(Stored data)
_ _ _ _ _ _ _
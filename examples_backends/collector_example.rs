use tokio::time::{sleep, Duration};
use tracing::{error, info};

use http_log_sink::env::http_settings_from_env;
use http_log_sink::init::init_tracing;
use http_log_sink::HttpLogHandler;

/// Ships events to the collector named by `LOG_HTTP_URL`, e.g.
///
/// ```sh
/// LOG_HTTP_URL=http://127.0.0.1:8080/logs \
/// LOG_HTTP_HEADERS="Authorization=Bearer dev" \
/// cargo run --example collector_example
/// ```
#[tokio::main]
async fn main() -> Result<(), Box<dyn std::error::Error>> {
    let settings = http_settings_from_env()?;
    let handler = HttpLogHandler::new(settings.handler)?;
    if let Some(threshold) = settings.threshold {
        handler.controls().set_threshold(threshold);
    }
    handler.controls().set_observer(|result| {
        if result.is_ok() {
            println!("[collector] event delivered");
        }
    });

    init_tracing(handler)?;

    info!("starting service");
    error!(user_id = 42, reason = "invalid password", "authentication failed");

    sleep(Duration::from_secs(2)).await;
    Ok(())
}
_ _ _ _ _ _ _
Problem requirements
Each entry needs to be transcribed exactly.

Task solution
filename examples_backends/collector_example.rs
use tokio::time::{sleep, Duration};
use tracing::{error, info};

use http_log_sink::env::http_settings_from_env;
use http_log_sink::init::init_tracing;
use http_log_sink::HttpLogHandler;

/// Ships events to the collector named by `LOG_HTTP_URL`, e.g.
///
/// ```sh
/// LOG_HTTP_URL=http://127.0.0.1:8080/logs \
/// LOG_HTTP_HEADERS="Authorization=Bearer dev" \
/// cargo run --example collector_example
/// ```
#[tokio::main]
async fn main() -> Result<(), Box<dyn std::error::Error>> {
    let settings = http_settings_from_env()?;
    let handler = HttpLogHandler::new(settings.handler)?;
    if let Some(threshold) = settings.threshold {
        handler.controls().set_threshold(threshold);
    }
    handler.controls().set_observer(|result| {
        if result.is_ok() {
            println!("[collector] event delivered");
        }
    });

    init_tracing(handler)?;

    info!("starting service");
    error!(user_id = 42, reason = "invalid password", "authentication failed");

    sleep(Duration::from_secs(2)).await;
    Ok(())
}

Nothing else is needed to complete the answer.